In their rhymed songs and set speeches they are so subtle and ingenious, that they produce, in their native tongue, verbal techniques of wonderful and exquisite invention both in the words and sentences. Hence arise those poets whom they call Bards, of whom you will find many in this nation, endowed with the above faculty […]

§ 1.17. The Welsh esteem noble birth and generous descent above all things, and are, therefore, more desirous of marrying into noble than rich families. Even the common people retain their genealogy, and can not only readily recount the names of their grandfathers and great-grandfathers, but even refer back to the sixth or seventh generation, or beyond them, in this manner: Rhys, son of Gruffydd, son of Rhys, son of Tewdwr, son of Eineon, son of Owen, son of Howel, son of Cadell, son of Rhodri Mawr, and so on. […]

§ 2.8. The prince who would wish to conquer Wales, and govern it peaceably, must use this method. He must be determined to apply a diligent and constant attention to this purpose for one year at least; for a people who with a collected force will not openly attack the enemy in the field, nor wait to be besieged in castles, is not to be overcome at the first onset, but to be worn out by prudent delay and patience. Let him divide their strength, and by bribes and promises endeavour to stir up one against the other, knowing the spirit of hatred and envy which generally prevails amongst them. […]

§ 2.9. […] There are three things which ruin this nation, and prevent its enjoying the satisfaction of a fruitful progeny. First, because both the natural and legitimate sons endeavour to divide the paternal inheritance amongst themselves; from which cause, as we have before observed, continual fratricides take place. Secondly, because the education of their sons is committed to the care of the high-born people of the country, who, on the death of their fathers, endeavour by all possible means to exalt their pupil; from whence arise murders, conflagrations, and almost a total destruction of the country.

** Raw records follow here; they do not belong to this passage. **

//! # Pixel Gateway
//!
//! A small HTTP service that issues short-lived signatures and serves
//! placeholder images for text prompts.
//!
//! ## Flow
//!
//! 1. `POST /auth` with `Authorization: <api key>` returns `{"signature": "..."}`.
//! 2. `POST /generate_image` with the same header and
//!    `{"signature": "...", "prompt": "..."}` returns the URL path of a 1×1 PNG.
//! 3. `GET /images/<filename>` serves the file.
//!
//! Signatures live for 10 seconds and may be redeemed repeatedly until they
//! expire. A background janitor removes expired signatures every 30 seconds.
//!
//! ## Architecture
//!
//! - [`clock`] - Wall-clock abstraction used for expiry
//! - [`keys`] - Fixed set of accepted API keys
//! - [`signature`] - Signature registry, issuer and janitor
//! - [`images`] - Prompt color, filenames, rendering and retention
//! - [`server`] - Axum-based HTTP server and routes
//! - [`config`] - CLI and configuration types
//!
//! ## Example
//!
//! ```rust,no_run
//! use std::sync::Arc;
//! use pixel_gateway::{
//!     create_router, AppState, ImageStore, KeyStore, PlaceholderRenderer, RouterConfig,
//!     SignatureIssuer, SignatureRegistry, SystemClock,
//! };
//!
//! #[tokio::main]
//! async fn main() {
//!     let clock = Arc::new(SystemClock);
//!     let registry = Arc::new(SignatureRegistry::new(clock.clone()));
//!     let issuer = SignatureIssuer::new(registry);
//!     let images = ImageStore::new("images", Arc::new(PlaceholderRenderer), clock, 1000);
//!     let state = AppState::new(KeyStore::new(["my-key"]), issuer, images);
//!
//!     let router = create_router(state, RouterConfig::new());
//!     let listener = tokio::net::TcpListener::bind("0.0.0.0:3000").await.unwrap();
//!     axum::serve(listener, router).await.unwrap();
//! }
//! ```

pub mod clock;
pub mod config;
pub mod error;
pub mod images;
pub mod keys;
pub mod server;
pub mod signature;

// Re-export commonly used types
pub use clock::{Clock, ManualClock, SharedClock, SystemClock};
pub use config::Config;
pub use error::{ApiError, ImageError, SignatureError};
pub use images::{
    prompt_color, sanitize_prompt, Color, GeneratedImage, ImageRenderer, ImageStore,
    PlaceholderRenderer, SolidColorRenderer, IMAGES_URL_PREFIX, PLACEHOLDER_PNG,
};
pub use keys::{KeyStore, DEFAULT_API_KEY};
pub use server::{
    auth_middleware, create_router, ApiKey, AppState, AuthResponse, ErrorResponse,
    GenerateImageRequest, HealthResponse, RouterConfig,
};
pub use signature::{
    generate_token, Janitor, JanitorHandle, SignatureIssuer, SignatureRecord, SignatureRegistry,
    DEFAULT_SIGNATURE_TTL, DEFAULT_SWEEP_INTERVAL,
};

And, thirdly, because from the pride and obstinacy of their disposition, they will not (like other nations) subject themselves to the dominion of one lord and king.

§ 2.10. […] The English, I say, fight in order to expel the natural inhabitants from the island, and secure to themselves the possession of the whole; but the Welsh maintain the conflict, that they, who have so long enjoyed the sovereignty of the whole kingdom, may at least find a hiding place in the worst corner of it, amongst woods and marshes; and, banished, as it were, for their offences, may there in a state of poverty, for a limited time, perform penance for the excesses they committed in the days of their prosperity. For the perpetual remembrance of their former greatness, the recollection of their Trojan descent, and the high and continued majesty of the kingdom of Britain, may draw forth many a latent spark of animosity, and encourage the daring spirit of rebellion.

During the military expedition which King Henry II [r.1154-89] made in my younger days against South Wales [1163], an old Welshman at Pencadair, who had faithfully adhered to him, being desired to give his opinion about the royal army, and whether he thought that of the rebels would make resistance, and what would be the final event of this war, replied, “This nation, O king, may now, as in former times, be harassed, and in a great measure weakened and destroyed by your and other powers, and it will often prevail by its laudable exertions; but it can never be totally subdued through the wrath of man, unless the wrath of God shall concur. Nor do I think, that any other nation than this of Wales, or any other language, whatever may hereafter come to pass, shall, in the day of severe examination before the Supreme Judge, answer for this corner of the earth.”